Modern technology has revolutionized the way patient information is stored, accessed, and shared, and many say for the better. Proponents of the growing trend among healthcare providers to use cloud systems to improve efficiency in electronic healthcare records (EHR) protocol claim that this new way of doing things is actually much safer for the patient. But, is that always the case? It seems the answer is both yes and no, and healthcare providers are scrambling to hedge the risks associated with cloud storage systems.
What is the cloud? The cloud is basically the Internet, and cloud services provide Internet-based computing power and data storage. This means that whereas we used to have to rely on hardware, software, and computer memory for these things, we can now purchase them as commodities through the web. There are a number of advantageous implications of this, especially when it comes to remote data access and sharing between different computer networks. However, some people are concerned that sensitive information stored in the cloud might not be safe and secure.

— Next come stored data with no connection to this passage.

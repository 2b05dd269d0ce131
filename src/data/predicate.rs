//! Filter Engine Module
//! Typed predicates over the canonical table.

use crate::data::model::{EntityCategory, Observation, ValueType};
use chrono::NaiveDate;
use std::collections::HashSet;

/// Inclusive date range.
#[derive(Debug, Clone, Copy, PartialEq, Eq)]
pub struct DateRange {
    pub start: NaiveDate,
    pub end: NaiveDate,
}

impl DateRange {
    pub fn new(start: NaiveDate, end: NaiveDate) -> Self {
        Self { start, end }
    }

    /// A single-day range.
    pub fn on(date: NaiveDate) -> Self {
        Self::new(date, date)
    }

    pub fn is_valid(&self) -> bool {
        self.start <= self.end
    }

    pub fn contains(&self, date: NaiveDate) -> bool {
        date >= self.start && date <= self.end
    }
}

/// Conjunction of optional constraints. `None` or an empty set leaves that
/// dimension unconstrained.
#[derive(Debug, Clone, Default)]
pub struct FilterPredicate {
    pub date_range: Option<DateRange>,
    pub entities: Option<HashSet<String>>,
    pub products: Option<HashSet<String>>,
    pub value_type: Option<ValueType>,
    pub category_filter: Option<HashSet<EntityCategory>>,
}

impl FilterPredicate {
    pub fn new() -> Self {
        Self::default()
    }

    pub fn with_date_range(mut self, range: DateRange) -> Self {
        self.date_range = Some(range);
        self
    }

    pub fn with_entities<I, S>(mut self, entities: I) -> Self
    where
        I: IntoIterator<Item = S>,
        S: Into<String>,
    {
        self.entities = Some(entities.into_iter().map(Into::into).collect());
        self
    }

    pub fn with_products<I, S>(mut self, products: I) -> Self
    where
        I: IntoIterator<Item = S>,
        S: Into<String>,
    {
        self.products = Some(products.into_iter().map(Into::into).collect());
        self
    }

    pub fn with_value_type(mut self, value_type: ValueType) -> Self {
        self.value_type = Some(value_type);
        self
    }

    pub fn with_categories(mut self, categories: impl IntoIterator<Item = EntityCategory>) -> Self {
        self.category_filter = Some(categories.into_iter().collect());
        self
    }

    /// True when the row satisfies every non-empty dimension.
    pub fn matches(&self, row: &Observation) -> bool {
        if let Some(range) = &self.date_range {
            if !range.contains(row.date_field) {
                return false;
            }
        }
        if !set_allows(&self.entities, &row.entity_name) {
            return false;
        }
        if !set_allows(&self.products, &row.product_name) {
            return false;
        }
        if let Some(value_type) = &self.value_type {
            if &row.p_type != value_type {
                return false;
            }
        }
        match &self.category_filter {
            Some(categories) if !categories.is_empty() => {
                categories.contains(&row.entity_category)
            }
            _ => true,
        }
    }
}

fn set_allows(set: &Option<HashSet<String>>, value: &str) -> bool {
    match set {
        Some(set) if !set.is_empty() => set.contains(value),
        _ => true,
    }
}

/// Matching rows in table order. Empty output is a normal result.
pub fn filter<'a>(rows: &'a [Observation], predicate: &FilterPredicate) -> Vec<&'a Observation> {
    rows.iter().filter(|row| predicate.matches(row)).collect()
}

/// Matching rows ordered ascending by date; ties keep table order.
pub fn filter_by_date<'a>(
    rows: &'a [Observation],
    predicate: &FilterPredicate,
) -> Vec<&'a Observation> {
    let mut matched = filter(rows, predicate);
    matched.sort_by_key(|row| row.date_field);
    matched
}

#[cfg(test)]
mod tests {
    use super::*;
    use proptest::prelude::*;

    fn date(y: i32, m: u32, d: u32) -> NaiveDate {
        NaiveDate::from_ymd_opt(y, m, d).unwrap()
    }

    fn sample() -> Vec<Observation> {
        vec![
            Observation::new("B.Pichincha", "Consumo", ValueType::Rate, date(2024, 3, 1), Some(15.2)),
            Observation::new("C.Jep", "Consumo", ValueType::Rate, date(2024, 1, 1), Some(16.1)),
            Observation::new("B.Pichincha", "Vivienda", ValueType::Amount, date(2024, 2, 1), Some(1e6)),
            Observation::new("Mutualista", "Consumo", ValueType::Rate, date(2024, 2, 1), None),
            Observation::new("B.Pichincha", "Consumo", ValueType::Rate, date(2024, 1, 1), Some(14.9)),
        ]
    }

    #[test]
    fn empty_predicate_matches_everything() {
        let rows = sample();
        assert_eq!(filter(&rows, &FilterPredicate::new()).len(), rows.len());
        let empty_sets = FilterPredicate::new()
            .with_entities(Vec::<String>::new())
            .with_products(Vec::<String>::new())
            .with_categories([]);
        assert_eq!(filter(&rows, &empty_sets).len(), rows.len());
    }

    #[test]
    fn date_range_is_inclusive() {
        let rows = sample();
        let predicate =
            FilterPredicate::new().with_date_range(DateRange::new(date(2024, 1, 1), date(2024, 2, 1)));
        let matched = filter(&rows, &predicate);
        assert_eq!(matched.len(), 4);
        assert!(matched.iter().all(|r| r.date_field <= date(2024, 2, 1)));
    }

    #[test]
    fn dimensions_combine_conjunctively() {
        let rows = sample();
        let predicate = FilterPredicate::new()
            .with_entities(["B.Pichincha"])
            .with_products(["Consumo"])
            .with_value_type(ValueType::Rate)
            .with_categories([EntityCategory::Bank]);
        let matched = filter(&rows, &predicate);
        assert_eq!(matched.len(), 2);
        assert!(matched
            .iter()
            .all(|r| r.entity_name == "B.Pichincha" && r.product_name == "Consumo"));
    }

    #[test]
    fn membership_is_exact_string_equality() {
        let rows = sample();
        let predicate = FilterPredicate::new().with_entities(["b.pichincha", "B.Pichincha "]);
        assert!(filter(&rows, &predicate).is_empty());
    }

    #[test]
    fn date_ordered_output_keeps_table_order_on_ties() {
        let rows = sample();
        let matched = filter_by_date(&rows, &FilterPredicate::new());
        let names: Vec<(&str, NaiveDate)> = matched
            .iter()
            .map(|r| (r.entity_name.as_str(), r.date_field))
            .collect();
        assert_eq!(
            names,
            vec![
                ("C.Jep", date(2024, 1, 1)),
                ("B.Pichincha", date(2024, 1, 1)),
                ("B.Pichincha", date(2024, 2, 1)),
                ("Mutualista", date(2024, 2, 1)),
                ("B.Pichincha", date(2024, 3, 1)),
            ]
        );
    }

    #[test]
    fn no_match_is_empty_not_error() {
        let rows = sample();
        let predicate = FilterPredicate::new().with_products(["Microcrédito"]);
        assert!(filter(&rows, &predicate).is_empty());
    }

    fn arb_row() -> impl Strategy<Value = Observation> {
        (
            prop::sample::select(vec!["B.Uno", "C.Dos", "Tres"]),
            prop::sample::select(vec!["Consumo", "Vivienda"]),
            prop::sample::select(vec![ValueType::Rate, ValueType::Amount, ValueType::Operations]),
            0i64..120,
            prop::option::of(0.0f64..1e7),
        )
            .prop_map(|(entity, product, p_type, offset, value)| {
                let day = date(2024, 1, 1) + chrono::Duration::days(offset);
                Observation::new(entity, product, p_type, day, value)
            })
    }

    proptest! {
        #[test]
        fn every_result_satisfies_every_dimension(
            rows in prop::collection::vec(arb_row(), 0..60),
            start in 0i64..120,
            len in 0i64..60,
        ) {
            let range = DateRange::new(
                date(2024, 1, 1) + chrono::Duration::days(start),
                date(2024, 1, 1) + chrono::Duration::days(start + len),
            );
            let predicate = FilterPredicate::new()
                .with_date_range(range)
                .with_entities(["B.Uno", "Tres"])
                .with_value_type(ValueType::Rate);

            let matched = filter_by_date(&rows, &predicate);
            for row in &matched {
                prop_assert!(range.start <= row.date_field && row.date_field <= range.end);
                prop_assert!(row.entity_name == "B.Uno" || row.entity_name == "Tres");
                prop_assert_eq!(&row.p_type, &ValueType::Rate);
            }
            prop_assert!(matched.windows(2).all(|w| w[0].date_field <= w[1].date_field));
            let expected = rows.iter().filter(|r| predicate.matches(r)).count();
            prop_assert_eq!(matched.len(), expected);
        }
    }
}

Security considerations. The primary security consideration when it comes to storing EHRs on the cloud is that of data breaching. A data breach occurs when an unauthorized party gains access to private information, or when an authorized party accesses private information that has since expired. Theoretically speaking, because cloud storage exists in the Internet (as opposed to physical, on-site storage like a server), it is accessible to anyone who can gain entry to the storage unit. Some people argue that this entry can be gained in a number of unethical ways, and for unethical purposes.
Choosing the right cloud service provider. There are some specific characteristics that cloud service providers should have if they are to work with healthcare entities. For one, data encryption (in storage, backup, and in-use applications) is key to keep sensitive information private. Secondly, the provider should be thoroughly informed of HIPAA requirements, especially in regards to handling protected health information (PHI); there are providers that specialize in healthcare to meet these needs. Lastly, the cloud service provider of choice should be willing to sign a business associate agreement (BAA) in which it assumes accountability for HIPAA-mandated information handling procedures. That way, in the event of a data breach, the provider will be legally responsible and the IT security jobs at the healthcare provider end won’t be at risk.
The cloud may be safe for Health IT, HIPPA, and security, but only if certain precautions are taken and specific privacy practices are maintained. Safety in the cloud must begin with choosing the right cloud service provider. Fortunately, healthcare entities are working to do just that.